Thomas Nast (1840-1902) is credited as being the “man who created our current image of Santa Claus.”

The illustration appeared in the January 3, 1863 issue of Harper’s Weekly and showed Santa Claus handing out gifts to a Union Army camp. He is chubby, pink cheeks, long white beard, wearing a fur-trimmed hat and suit with Stars and Stripes. He is sitting on his sleigh that is being pulled by reindeers.  In the background is a sign that reads “Welcome Santa Claus” and shows him handing out gifts to children and soldiers. 

Christmas became a Union holiday and Santa a Union local deity-a positive spirit of Northern plenty and domesticity, to set alongside and against the Southern myth of chivalry and tradition…

Thomas Nast is considered the “father of American cartooning and remains the greatest American image-maker…he invented the Democratic Donkey, the Republican Elephant and the American Boss (capitalist with a bag of money for a brain).Above all, he was the man who invented Santa Claus, taking a minor Central European folk saint and turning him into the personification of American Materialism, coming down the chimney and shaking with joy.”
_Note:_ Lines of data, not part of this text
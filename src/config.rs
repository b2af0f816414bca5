//! Configuration System
//!
//! Handles loading configuration from files and environment variables.
//! Supports TOML config files and environment variable overrides.

use serde::Deserialize;
use std::path::{Path, PathBuf};

/// Main configuration structure
#[derive(Debug, Clone, Default, Deserialize)]
pub struct Config {
    #[serde(default)]
    pub storage: StorageConfig,

    #[serde(default)]
    pub api: ApiConfig,

    #[serde(default)]
    pub logging: LoggingConfig,
}

/// Record store configuration
#[derive(Debug, Clone, Deserialize)]
pub struct StorageConfig {
    #[serde(default = "default_data_dir")]
    pub data_dir: String,
}

fn default_data_dir() -> String {
    dirs::data_local_dir()
        .map(|p| p.join("fitlog").to_string_lossy().to_string())
        .unwrap_or_else(|| "./fitlog_data".to_string())
}

impl Default for StorageConfig {
    fn default() -> Self {
        Self {
            data_dir: default_data_dir(),
        }
    }
}

/// API server configuration
#[derive(Debug, Clone, Deserialize)]
pub struct ApiConfig {
    #[serde(default = "default_host")]
    pub host: String,

    #[serde(default = "default_port")]
    pub port: u16,

    /// Mount point of the student collection
    #[serde(default = "default_base_path")]
    pub base_path: String,

    /// Allowed CORS origins, empty means any origin
    #[serde(default)]
    pub cors_origins: Vec<String>,
}

fn default_host() -> String {
    "0.0.0.0".to_string()
}

fn default_port() -> u16 {
    8089
}

fn default_base_path() -> String {
    "/api/v1/student".to_string()
}

impl Default for ApiConfig {
    fn default() -> Self {
        Self {
            host: default_host(),
            port: default_port(),
            base_path: default_base_path(),
            cors_origins: Vec::new(),
        }
    }
}

impl ApiConfig {
    /// Public URL of the student collection as seen from this machine
    pub fn local_url(&self) -> String {
        let host = if self.host == "0.0.0.0" {
            "localhost"
        } else {
            self.host.as_str()
        };
        format!("http://{}:{}{}", host, self.port, self.base_path)
    }
}

/// Logging configuration
#[derive(Debug, Clone, Deserialize)]
pub struct LoggingConfig {
    #[serde(default = "default_log_level")]
    pub level: String,

    #[serde(default = "default_log_format")]
    pub format: String,
}

fn default_log_level() -> String {
    "info".to_string()
}

fn default_log_format() -> String {
    "pretty".to_string()
}

impl Default for LoggingConfig {
    fn default() -> Self {
        Self {
            level: default_log_level(),
            format: default_log_format(),
        }
    }
}

impl LoggingConfig {
    /// Whether to emit JSON log lines instead of human-readable ones
    pub fn is_json(&self) -> bool {
        self.format.eq_ignore_ascii_case("json")
    }
}

impl Config {
    /// Load configuration from a file
    pub fn load(path: &Path) -> Result<Self, ConfigError> {
        let content = std::fs::read_to_string(path).map_err(|e| ConfigError::Io {
            path: path.to_path_buf(),
            error: e.to_string(),
        })?;

        let mut config: Config = toml::from_str(&content).map_err(|e| ConfigError::Parse {
            path: path.to_path_buf(),
            error: e.to_string(),
        })?;

        config.normalize()?;
        Ok(config)
    }

    /// Load configuration from environment variables only
    pub fn from_env() -> Result<Self, ConfigError> {
        let mut config = Config::default();
        config.apply_env_overrides()?;
        Ok(config)
    }

    /// Load configuration with environment variable overrides
    pub fn load_with_env(path: &Path) -> Result<Self, ConfigError> {
        let mut config = Self::load(path)?;
        config.apply_env_overrides()?;
        Ok(config)
    }

    /// Load from the first default location that exists, or from the
    /// environment alone when there is none.
    ///
    /// A file that exists but can't be read or parsed is an error.
    pub fn load_default() -> Result<Self, ConfigError> {
        Self::load_first(&default_paths())
    }

    /// The config file `load_default` reads, if any
    pub fn default_path() -> Option<PathBuf> {
        find_existing(&default_paths())
    }

    fn load_first(paths: &[PathBuf]) -> Result<Self, ConfigError> {
        match find_existing(paths) {
            Some(path) => Self::load_with_env(&path),
            None => Self::from_env(),
        }
    }

    /// Expand `~` in the data dir and canonicalize the base path
    fn normalize(&mut self) -> Result<(), ConfigError> {
        self.storage.data_dir = expand_home(&self.storage.data_dir);
        self.api.base_path = normalize_base_path(&self.api.base_path)?;
        Ok(())
    }

    /// Apply environment variable overrides to an existing config
    fn apply_env_overrides(&mut self) -> Result<(), ConfigError> {
        self.apply_overrides(|key| std::env::var(key).ok())
    }

    fn apply_overrides(&mut self, var: impl Fn(&str) -> Option<String>) -> Result<(), ConfigError> {
        if let Some(data_dir) = var("FITLOG_DATA_DIR") {
            self.storage.data_dir = expand_home(&data_dir);
        }

        if let Some(host) = var("FITLOG_API_HOST") {
            self.api.host = host;
        }
        if let Some(port) = var("FITLOG_API_PORT") {
            self.api.port = port.parse().map_err(|_| ConfigError::Invalid {
                field: "FITLOG_API_PORT",
                reason: format!("'{}' is not a port number", port),
            })?;
        }
        if let Some(origins) = var("FITLOG_CORS_ORIGINS") {
            self.api.cors_origins = origins
                .split(',')
                .map(str::trim)
                .filter(|o| !o.is_empty())
                .map(String::from)
                .collect();
        }

        if let Some(level) = var("FITLOG_LOG_LEVEL") {
            self.logging.level = level;
        }
        if let Some(format) = var("FITLOG_LOG_FORMAT") {
            self.logging.format = format;
        }

        Ok(())
    }
}

fn default_paths() -> Vec<PathBuf> {
    [
        dirs::config_dir().map(|p| p.join("fitlog").join("config.toml")),
        Some(PathBuf::from("/etc/fitlog/config.toml")),
        Some(PathBuf::from("./config.toml")),
    ]
    .into_iter()
    .flatten()
    .collect()
}

fn find_existing(paths: &[PathBuf]) -> Option<PathBuf> {
    paths.iter().find(|p| p.exists()).cloned()
}

/// Replace a leading `~` with the home directory
fn expand_home(raw: &str) -> String {
    let rest = match raw.strip_prefix('~') {
        Some(rest) if rest.is_empty() || rest.starts_with('/') => rest.trim_start_matches('/'),
        _ => return raw.to_string(),
    };

    match dirs::home_dir() {
        Some(home) if rest.is_empty() => home.to_string_lossy().to_string(),
        Some(home) => home.join(rest).to_string_lossy().to_string(),
        None => raw.to_string(),
    }
}

/// `api/v1/student/` becomes `/api/v1/student`; an empty or root path is rejected
fn normalize_base_path(raw: &str) -> Result<String, ConfigError> {
    let trimmed = raw.trim().trim_matches('/');
    if trimmed.is_empty() {
        return Err(ConfigError::Invalid {
            field: "api.base_path",
            reason: format!("'{}' does not name a path below the root", raw),
        });
    }
    Ok(format!("/{}", trimmed))
}

/// Configuration errors
#[derive(Debug, thiserror::Error)]
pub enum ConfigError {
    #[error("Failed to read config file {path:?}: {error}")]
    Io { path: PathBuf, error: String },

    #[error("Failed to parse config file {path:?}: {error}")]
    Parse { path: PathBuf, error: String },

    #[error("Invalid config value for {field}: {reason}")]
    Invalid { field: &'static str, reason: String },
}

/// Generate a default config file content
pub fn generate_default_config() -> String {
    r#"# fitlog Configuration
#
# Environment variables override these settings:
# - FITLOG_DATA_DIR
# - FITLOG_API_HOST
# - FITLOG_API_PORT
# - FITLOG_CORS_ORIGINS (comma separated)
# - FITLOG_LOG_LEVEL
# - FITLOG_LOG_FORMAT

[storage]
# Directory holding students.db. Defaults to the platform data directory
# (~/.local/share/fitlog on Linux); a leading ~ expands to the home directory.
# data_dir = "~/.local/share/fitlog"

[api]
# API server host
host = "0.0.0.0"

# API server port
port = 8089

# Where the student collection is mounted (must not be "/")
base_path = "/api/v1/student"

# Allowed CORS origins (empty = any origin)
cors_origins = []

[logging]
# Log level: trace, debug, info, warn, error
level = "info"

# Log format: pretty (for development) or json (for production)
format = "pretty"
"#
    .to_string()
}

#[cfg(test)]
mod tests {
    use super::*;
    use std::collections::HashMap;
    use tempfile::tempdir;

    #[test]
    fn test_defaults() {
        let config = Config::default();
        assert_eq!(config.api.port, 8089);
        assert_eq!(config.api.base_path, "/api/v1/student");
        assert_eq!(config.api.local_url(), "http://localhost:8089/api/v1/student");
        assert!(!config.logging.is_json());
    }

    #[test]
    fn test_generated_config_parses() {
        let dir = tempdir().unwrap();
        let path = dir.path().join("config.toml");
        std::fs::write(&path, generate_default_config()).unwrap();

        let config = Config::load(&path).unwrap();
        assert_eq!(config.api.host, "0.0.0.0");
        assert_eq!(config.api.port, 8089);
        assert!(config.api.cors_origins.is_empty());
        assert_eq!(config.logging.level, "info");
        assert_eq!(config.storage.data_dir, default_data_dir());
        assert!(!config.storage.data_dir.starts_with('~'));
    }

    #[test]
    fn test_data_dir_expands_home() {
        let home = dirs::home_dir().unwrap();
        let dir = tempdir().unwrap();
        let path = dir.path().join("config.toml");
        std::fs::write(&path, "[storage]\ndata_dir = \"~/fitlog-data\"\n").unwrap();

        let config = Config::load(&path).unwrap();
        assert_eq!(
            config.storage.data_dir,
            home.join("fitlog-data").to_string_lossy()
        );

        assert_eq!(expand_home("~"), home.to_string_lossy());
        assert_eq!(expand_home("/srv/fitlog"), "/srv/fitlog");
        assert_eq!(expand_home("~other/fitlog"), "~other/fitlog");
    }

    #[test]
    fn test_base_path_is_normalized() {
        assert_eq!(normalize_base_path("api/v1/student").unwrap(), "/api/v1/student");
        assert_eq!(normalize_base_path("/students/").unwrap(), "/students");
        assert_eq!(normalize_base_path("/api/v1/student").unwrap(), "/api/v1/student");

        for raw in ["/", "", "  ", "//"] {
            assert!(
                matches!(normalize_base_path(raw), Err(ConfigError::Invalid { .. })),
                "{:?}",
                raw
            );
        }
    }

    #[test]
    fn test_load_normalizes_base_path() {
        let dir = tempdir().unwrap();
        let path = dir.path().join("config.toml");

        std::fs::write(&path, "[api]\nbase_path = \"api/v1/student/\"\n").unwrap();
        assert_eq!(Config::load(&path).unwrap().api.base_path, "/api/v1/student");

        std::fs::write(&path, "[api]\nbase_path = \"/\"\n").unwrap();
        assert!(matches!(Config::load(&path), Err(ConfigError::Invalid { .. })));
    }

    #[test]
    fn test_malformed_default_file_is_an_error() {
        let dir = tempdir().unwrap();
        let missing = dir.path().join("missing.toml");
        let broken = dir.path().join("config.toml");
        std::fs::write(&broken, "[api\nport = ").unwrap();

        assert!(matches!(
            Config::load_first(&[missing.clone(), broken]),
            Err(ConfigError::Parse { .. })
        ));
        assert!(Config::load_first(&[missing]).is_ok());
    }

    #[test]
    fn test_partial_file_uses_defaults() {
        let dir = tempdir().unwrap();
        let path = dir.path().join("config.toml");
        std::fs::write(&path, "[api]\nport = 9000\n").unwrap();

        let config = Config::load(&path).unwrap();
        assert_eq!(config.api.port, 9000);
        assert_eq!(config.api.base_path, "/api/v1/student");
        assert_eq!(config.logging.format, "pretty");
    }

    #[test]
    fn test_invalid_file() {
        let dir = tempdir().unwrap();
        let path = dir.path().join("config.toml");
        std::fs::write(&path, "[api\nport = ").unwrap();

        assert!(matches!(Config::load(&path), Err(ConfigError::Parse { .. })));
        assert!(matches!(
            Config::load(&dir.path().join("missing.toml")),
            Err(ConfigError::Io { .. })
        ));
    }

    #[test]
    fn test_overrides() {
        let vars: HashMap<&str, &str> = [
            ("FITLOG_DATA_DIR", "/tmp/fitlog"),
            ("FITLOG_API_PORT", "9100"),
            ("FITLOG_CORS_ORIGINS", "http://a.test, http://b.test,"),
            ("FITLOG_LOG_FORMAT", "json"),
        ]
        .into_iter()
        .collect();

        let mut config = Config::default();
        config
            .apply_overrides(|key| vars.get(key).map(|v| v.to_string()))
            .unwrap();

        assert_eq!(config.storage.data_dir, "/tmp/fitlog");
        assert_eq!(config.api.port, 9100);
        assert_eq!(config.api.cors_origins, vec!["http://a.test", "http://b.test"]);
        assert!(config.logging.is_json());
    }

    #[test]
    fn test_invalid_port_override_is_rejected() {
        let mut config = Config::default();
        let result =
            config.apply_overrides(|key| (key == "FITLOG_API_PORT").then(|| "not-a-port".to_string()));
        assert!(matches!(result, Err(ConfigError::Invalid { .. })));
        assert_eq!(config.api.port, 8089);
    }
}
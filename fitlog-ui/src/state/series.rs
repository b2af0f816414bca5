//! Chart Series
//!
//! One series per exercise, derived from the collection in list order.

use super::model::{Student, StudentFields};

/// A single point: the entry's date label and its raw value
#[derive(Clone, Debug, PartialEq, Eq)]
pub struct SeriesPoint {
    pub label: String,
    pub value: String,
}

impl SeriesPoint {
    /// The value as a number, `None` for blanks and junk (plotted as a gap)
    pub fn numeric(&self) -> Option<f64> {
        self.value
            .trim()
            .parse::<f64>()
            .ok()
            .filter(|v| v.is_finite())
    }
}

/// The three charted exercises
#[derive(Clone, Copy, Debug, PartialEq, Eq, Hash)]
pub enum Exercise {
    Pushups,
    Distance,
    Weight,
}

impl Exercise {
    pub const ALL: [Exercise; 3] = [Exercise::Pushups, Exercise::Distance, Exercise::Weight];

    pub fn value<'a>(&self, fields: &'a StudentFields) -> &'a str {
        match self {
            Exercise::Pushups => &fields.pushups,
            Exercise::Distance => &fields.ran_distance,
            Exercise::Weight => &fields.weight_lifted,
        }
    }

    pub fn canvas_id(&self) -> &'static str {
        match self {
            Exercise::Pushups => "pushupChart",
            Exercise::Distance => "randistancechart",
            Exercise::Weight => "weightliftedchart",
        }
    }

    /// Legend label of the dataset
    pub fn dataset_label(&self) -> &'static str {
        match self {
            Exercise::Pushups => "No Of Pushups",
            Exercise::Distance => "Ran Distance",
            Exercise::Weight => "Weight Lifted",
        }
    }

    pub fn y_axis_title(&self) -> &'static str {
        match self {
            // The distance chart has always carried the pushups title.
            Exercise::Pushups | Exercise::Distance => "No Of Pushups",
            Exercise::Weight => "Weight",
        }
    }
}

/// Build one exercise's series
pub fn derive_series(students: &[Student], exercise: Exercise) -> Vec<SeriesPoint> {
    students
        .iter()
        .map(|student| SeriesPoint {
            label: student.fields.student_name.clone(),
            value: exercise.value(&student.fields).to_string(),
        })
        .collect()
}

/// All three series of the dashboard
#[derive(Clone, Debug, Default, PartialEq, Eq)]
pub struct DashboardSeries {
    pub pushups: Vec<SeriesPoint>,
    pub distance: Vec<SeriesPoint>,
    pub weight: Vec<SeriesPoint>,
}

impl DashboardSeries {
    pub fn from_students(students: &[Student]) -> Self {
        Self {
            pushups: derive_series(students, Exercise::Pushups),
            distance: derive_series(students, Exercise::Distance),
            weight: derive_series(students, Exercise::Weight),
        }
    }

    pub fn get(&self, exercise: Exercise) -> &[SeriesPoint] {
        match exercise {
            Exercise::Pushups => &self.pushups,
            Exercise::Distance => &self.distance,
            Exercise::Weight => &self.weight,
        }
    }
}
//! API Routes
//!
//! Route handlers organized by functionality.

pub mod health;
pub mod students;
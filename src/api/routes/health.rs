//! Health Routes
//!
//! - GET /health/live - Liveness check (process is alive)
//! - GET /health/ready - Readiness check (store answers queries)
//! - GET /health - Full health status

use axum::{extract::State, http::StatusCode, Json};
use std::sync::Arc;

use crate::api::dto::HealthResponse;
use crate::api::state::AppState;

/// GET /health/live
pub async fn liveness() -> StatusCode {
    StatusCode::OK
}

/// GET /health/ready
pub async fn readiness(State(state): State<Arc<AppState>>) -> StatusCode {
    match state.store.count() {
        Ok(_) => StatusCode::OK,
        Err(e) => {
            tracing::warn!("Readiness check failed: {}", e);
            StatusCode::SERVICE_UNAVAILABLE
        }
    }
}

/// GET /health
pub async fn full_health(State(state): State<Arc<AppState>>) -> Json<HealthResponse> {
    let students = state.store.count().ok();
    let storage_ok = students.is_some();

    Json(HealthResponse {
        status: if storage_ok { "healthy" } else { "unhealthy" }.to_string(),
        storage: if storage_ok { "ok" } else { "error" }.to_string(),
        students,
        uptime_seconds: state.uptime_seconds(),
        started_at: state.started_at.to_rfc3339(),
        version: env!("CARGO_PKG_VERSION").to_string(),
    })
}
//! UI Components
//!
//! Reusable Leptos components for the dashboard.

pub mod banner;
pub mod chart;
pub mod loading;
pub mod nav;
pub mod toast;

pub use banner::ErrorBanner;
pub use chart::LineChart;
pub use loading::{InlineLoading, Loading};
pub use nav::Nav;
pub use toast::Toast;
“Nast’s fat little man in red, with a broad white beard, was benevolent but no angel…Nast’s most famous drawing of Santa was a double-page Christmas picture published in "December 29, 1866 that clinched and pulled together the Santa iconography…Yet, for all the entrepreneurial edge, Nast’s Santa is overseeing and all smiling: “With malice toward none.” Nast gave the American Christmas its patron saint and its dominant tone…”

Taken from the New Yorker magazine (December 15, 1997, pg.84-102), “The Man who invented Santa Claus”, by Adam Gopnik. Happy Holidays!!